Чрезвычайно высокой была и ленинская оценка русских народников 60—70-х гг. Оценка эта была более положительной, чем оценка Л. Толстого, ибо народники, выражая собою те же крестьянские чаяния, стояли на левом фланге тогдашней общественности. Это однако не мешало Л. отмечать ту степень двойственности произведений этих великих революционных демократов, которая не могла не быть им присуща, ибо лишенной исторической двойственности может явиться только точка зрения пролетариата, а в области художественной лит-ры — только пролетарская лит-ра.

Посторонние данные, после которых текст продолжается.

#[cfg(test)]
mod tests {
    use super::*;
    use serde_json::json;

    fn workspace() -> (tempfile::TempDir, WorkspaceStore) {
        let base = tempfile::tempdir().unwrap();
        let ws = WorkspaceStore::create(base.path(), "p1").unwrap();
        (base, ws)
    }

    #[tokio::test]
    async fn test_activate_fresh_record() {
        let (_base, ws) = workspace();
        let store = AgentMemoryStore::activate(&ws, "ceo").unwrap();

        let record = store.status();
        assert_eq!(record.status, AgentStatus::Initialized);
        assert!(record.conversation.is_empty());
        assert!(ws.root().join("memory/ceo/status.json").exists());
    }

    #[tokio::test]
    async fn test_append_order_survives_reload() {
        let (_base, ws) = workspace();
        let mut store = AgentMemoryStore::activate(&ws, "ceo").unwrap();

        for i in 0..25 {
            store.append(ConversationTurn::user(format!("turn {}", i))).await.unwrap();
        }
        store
            .record_decision(DecisionEntry::new("Stack", "Rust").with_rationale("speed"))
            .await
            .unwrap();
        store.set_status(AgentStatus::Active).await.unwrap();
        drop(store);

        let store = AgentMemoryStore::activate(&ws, "ceo").unwrap();
        let texts: Vec<_> = store
            .record()
            .conversation
            .iter()
            .filter_map(|t| t.text())
            .collect();
        let expected: Vec<String> = (0..25).map(|i| format!("turn {}", i)).collect();
        assert_eq!(texts, expected);
        assert_eq!(store.record().decisions[0].rationale.as_deref(), Some("speed"));
        assert_eq!(store.record().status, AgentStatus::Active);

        let recent = store.recent_turns(3);
        assert_eq!(recent.len(), 3);
        assert_eq!(recent[0].text(), Some("turn 22"));
    }

    #[tokio::test]
    async fn test_tool_turns_roundtrip() {
        let (_base, ws) = workspace();
        let mut store = AgentMemoryStore::activate(&ws, "backend").unwrap();

        let exchange = ToolExchange {
            call_id: "call_1".to_string(),
            capability: "add".to_string(),
            arguments: json!({"a": 1, "b": 2}),
            outcome: DispatchOutcome::succeeded(json!(3), 1),
        };
        store.append(ConversationTurn::tool(exchange.clone())).await.unwrap();

        let store = AgentMemoryStore::activate(&ws, "backend").unwrap();
        assert_eq!(
            store.record().conversation[0].content,
            TurnContent::Tool(exchange)
        );
    }

    #[tokio::test]
    async fn test_corrupt_conversation_degrades_to_empty() {
        let (_base, ws) = workspace();
        let mut store = AgentMemoryStore::activate(&ws, "ceo").unwrap();
        store.append(ConversationTurn::user("hello")).await.unwrap();
        store.set_context(json!({"goal": "launch"})).await.unwrap();
        drop(store);

        std::fs::write(ws.root().join("memory/ceo/conversation.jsonl"), "{broken\n").unwrap();

        let mut store = AgentMemoryStore::activate(&ws, "ceo").unwrap();
        assert!(store.record().conversation.is_empty());
        assert_eq!(store.record().context["goal"], "launch");

        store.append(ConversationTurn::user("again")).await.unwrap();
        let store = AgentMemoryStore::activate(&ws, "ceo").unwrap();
        assert_eq!(store.record().conversation.len(), 1);
    }

    #[tokio::test]
    async fn test_roles_are_isolated_and_validated() {
        let (_base, ws) = workspace();
        let mut ceo = AgentMemoryStore::activate(&ws, "ceo").unwrap();
        ceo.append(ConversationTurn::user("private")).await.unwrap();

        let frontend = AgentMemoryStore::activate(&ws, "frontend").unwrap();
        assert!(frontend.record().conversation.is_empty());

        assert!(AgentMemoryStore::activate(&ws, "../ceo").is_err());
        for reserved in ["shared", "team_chat", "shared_notes", "tasks"] {
            assert!(AgentMemoryStore::activate(&ws, reserved).is_err(), "{}", reserved);
        }
    }

    #[tokio::test]
    async fn test_load_does_not_create_records() {
        let (_base, ws) = workspace();

        let store = AgentMemoryStore::load(&ws, "devops").unwrap();
        assert_eq!(store.status().status, AgentStatus::Uninitialized);
        assert!(!ws.root().join("memory/devops").exists());

        let mut store = AgentMemoryStore::activate(&ws, "devops").unwrap();
        store
            .record_decision(DecisionEntry::new("Hosting", "Use one region"))
            .await
            .unwrap();

        let loaded = AgentMemoryStore::load(&ws, "devops").unwrap();
        assert_eq!(loaded.status().status, AgentStatus::Initialized);
        assert_eq!(loaded.record().decisions[0].title, "Hosting");
    }
}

Отличительной и оригинальной особенностью суждений Л. о народниках-беллетристах было то, что он поставил характеристику крупнейших писателей-народников, этого чрезвычайно значительного революционно-демократического отряда, в непосредственную зависимость от того глубокого анализа путей русской революции, который мы уже приводили выше. Народники для Ленина прежде всего — последовательные представители сил, заинтересованных в торжестве «американского» революционного пути развития. Как известно, основной силой, заинтересованной в этом, было в то время крестьянство. Из ленинской характеристики своеобразного великого писателя крестьянства Л. Толстого мы увидим ниже, что крестьянство в сознании своем отнюдь не было целиком революционным, что в нем живучи были утопические реакционные тенденции.

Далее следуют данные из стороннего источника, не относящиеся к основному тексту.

//! Configuration loading and management

use serde::{Deserialize, Serialize};
use std::collections::HashMap;
use std::path::{Path, PathBuf};
use std::time::Duration;

use crate::{Error, Result};

/// Main configuration structure
#[derive(Debug, Clone, Default, Serialize, Deserialize)]
pub struct Config {
    /// Completion service settings
    #[serde(default)]
    pub completion: CompletionConfig,

    /// Orchestrator limits
    #[serde(default)]
    pub orchestrator: OrchestratorConfig,

    /// Workspace placement
    #[serde(default)]
    pub workspace: WorkspaceConfig,

    /// Coordination board settings
    #[serde(default)]
    pub board: BoardConfig,

    /// Tool module settings
    #[serde(default)]
    pub tools: ToolsConfig,

    /// Role overrides and additions, keyed by role name
    #[serde(default)]
    pub roles: HashMap<String, RoleConfig>,
}

impl Config {
    /// Load configuration from file or default locations
    pub fn load(path: Option<&Path>) -> Result<Self> {
        let config_path = path.map(PathBuf::from).or_else(|| {
            // Try .boardroom/config.toml in current directory
            let local = PathBuf::from(".boardroom/config.toml");
            if local.exists() {
                return Some(local);
            }

            // Try ~/.boardroom/config.toml
            dirs::home_dir().map(|h| h.join(".boardroom/config.toml"))
        });

        match config_path {
            Some(p) if p.exists() => {
                let content = std::fs::read_to_string(&p)?;
                let config: Config = toml::from_str(&content)?;
                Ok(config)
            }
            _ => Ok(Config::default()),
        }
    }

    /// Directory holding one workspace root per project
    pub fn workspace_base(&self) -> PathBuf {
        let raw = self.workspace.base_dir.to_string_lossy();
        PathBuf::from(shellexpand::tilde(raw.as_ref()).into_owned())
    }

    /// Timeout applied to tool subprocesses
    pub fn command_timeout(&self) -> Result<Duration> {
        humantime::parse_duration(&self.tools.command_timeout).map_err(|e| {
            Error::Config(format!(
                "Invalid command_timeout '{}': {}",
                self.tools.command_timeout, e
            ))
        })
    }
}

/// Completion service configuration
#[derive(Debug, Clone, Serialize, Deserialize)]
pub struct CompletionConfig {
    /// API base URL
    #[serde(default = "default_api_base")]
    pub api_base: String,

    /// API key (can also be in environment)
    #[serde(default)]
    pub api_key: Option<String>,

    /// Default model
    #[serde(default = "default_model")]
    pub model: String,

    /// Sampling temperature
    #[serde(default = "default_temperature")]
    pub temperature: f32,

    /// Response token cap
    #[serde(default = "default_max_tokens")]
    pub max_tokens: u32,
}

fn default_api_base() -> String {
    "https://api.openai.com/v1".to_string()
}

fn default_model() -> String {
    "gpt-4o".to_string()
}

fn default_temperature() -> f32 {
    0.7
}

fn default_max_tokens() -> u32 {
    4096
}

impl Default for CompletionConfig {
    fn default() -> Self {
        Self {
            api_base: default_api_base(),
            api_key: None,
            model: default_model(),
            temperature: default_temperature(),
            max_tokens: default_max_tokens(),
        }
    }
}

/// Orchestrator configuration
#[derive(Debug, Clone, Serialize, Deserialize)]
pub struct OrchestratorConfig {
    /// Maximum tool round trips within one turn
    #[serde(default = "default_max_tool_rounds")]
    pub max_tool_rounds: usize,

    /// Number of most recent turns fed back to the model
    #[serde(default = "default_history_window")]
    pub history_window: usize,
}

fn default_max_tool_rounds() -> usize {
    8
}

fn default_history_window() -> usize {
    20
}

impl Default for OrchestratorConfig {
    fn default() -> Self {
        Self {
            max_tool_rounds: default_max_tool_rounds(),
            history_window: default_history_window(),
        }
    }
}

/// Workspace configuration
#[derive(Debug, Clone, Serialize, Deserialize)]
pub struct WorkspaceConfig {
    /// Base directory for project workspaces
    #[serde(default = "default_base_dir")]
    pub base_dir: PathBuf,
}

fn default_base_dir() -> PathBuf {
    PathBuf::from(".boardroom/workspaces")
}

impl Default for WorkspaceConfig {
    fn default() -> Self {
        Self {
            base_dir: default_base_dir(),
        }
    }
}

/// Coordination board configuration
#[derive(Debug, Clone, Serialize, Deserialize)]
pub struct BoardConfig {
    /// Messages retained before the oldest are evicted
    #[serde(default = "default_board_capacity")]
    pub capacity: usize,
}

fn default_board_capacity() -> usize {
    100
}

impl Default for BoardConfig {
    fn default() -> Self {
        Self {
            capacity: default_board_capacity(),
        }
    }
}

/// Tool module configuration
#[derive(Debug, Clone, Serialize, Deserialize)]
pub struct ToolsConfig {
    /// Subprocess timeout, humantime format ("30s", "2m")
    #[serde(default = "default_command_timeout")]
    pub command_timeout: String,

    /// GitHub REST API base URL
    #[serde(default = "default_github_api_base")]
    pub github_api_base: String,

    /// GitHub token (can also be in environment)
    #[serde(default)]
    pub github_token: Option<String>,
}

fn default_command_timeout() -> String {
    "30s".to_string()
}

fn default_github_api_base() -> String {
    "https://api.github.com".to_string()
}

impl Default for ToolsConfig {
    fn default() -> Self {
        Self {
            command_timeout: default_command_timeout(),
            github_api_base: default_github_api_base(),
            github_token: None,
        }
    }
}

/// Role configuration
#[derive(Debug, Clone, Serialize, Deserialize)]
pub struct RoleConfig {
    /// Human-readable description
    pub description: String,

    /// Persona text; `{project_id}`, `{role}` and `{workspace_path}` are substituted
    pub persona: String,

    /// Tool modules or capability names this role may call (empty = all)
    #[serde(default)]
    pub tools: Vec<String>,

    /// Model override for this role
    #[serde(default)]
    pub model: Option<String>,
}

/// Initialize .boardroom directory
pub fn init() -> Result<()> {
    let boardroom_dir = PathBuf::from(".boardroom");

    if !boardroom_dir.exists() {
        std::fs::create_dir_all(&boardroom_dir)?;
    }

    let roles_dir = boardroom_dir.join("roles");
    if !roles_dir.exists() {
        std::fs::create_dir_all(&roles_dir)?;
    }

    // Create default config if it doesn't exist
    let config_path = boardroom_dir.join("config.toml");
    if !config_path.exists() {
        let default_config = Config::default();
        let config_str = toml::to_string_pretty(&default_config)
            .map_err(|e| Error::Config(e.to_string()))?;
        std::fs::write(&config_path, config_str)?;
    }

    Ok(())
}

Народники были вождями крестьянства в том смысле, что они умели в лучшую свою эпоху, до своей легализации и опошления, к-рое началось уже с Михайловским, представлять интересы крестьянства в несравненно более чистом виде, чем Л. Толстой. Народники были революционно-демократическими представителями крестьянства. В своей статье о Михайловском Л. дает общую характеристику народников. Из характеристики, которую мы приводим ниже, явствует, что Михайловский был уже упадочным типом народника, несравненно уступающим великим представителям народничества. Но характеристика эта говорит только об этих отрогах горного хребта революционного народничества, обладавшего такими импонирующими вершинами, как Чернышевский. Л. много и ожесточенно боролся с эпигонами народничества, всеми средствами охаивавшими марксизм (см. статьи его «Что такое „друзья народа“...», «Экономическое содержание народничества», «От какого наследства мы отказываемся» и др.). Но, разоблачая реакционность этого течения в эпоху возникновения марксизма, он ни в какой мере не склонен был умалять силу той социалистической пропаганды, к-рую вели в 60—70-е гг. эти идеологи крестьянского социализма. Социалистический утопизм мелкобуржуазных революционеров показывает напряженность их оппозиционной мысли и приближает их к нам. Это отразилось на всех высказываниях Ленина о народниках: «Михайловский был одним из лучших представителей и выразителей взглядов русской буржуазной демократии в последней трети прошлого века. Крестьянская масса, которая является в России единственным серьезным и массовым (не считая городской мелкой буржуазии) носителем буржуазно-демократических идей, тогда еще спала глубоким сном. Лучшие люди из ее среды и люди, полные симпатий к ее тяжелому положению, так называемые разночинцы — главным образом учащаяся молодежь, учителя и другие представители интеллигенции, — старались просветить и разбудить спящие крестьянские массы. Великой исторической заслугой Михайловского в буржуазно-демократическом движении в пользу освобождения России было то, что он горячо сочувствовал угнетенному положению крестьян, энергично боролся против всех и всяких проявлений крепостнического гнета, отстаивал в легальной, открытой печати — хотя бы намеками сочувствие и уважение к „подполью“, где действовали самые последовательные и решительные демократы-разночинцы, и даже сам помогал прямо этому подполью» («Народники о Н. К. Михайловском», т. XVII, стр. 223).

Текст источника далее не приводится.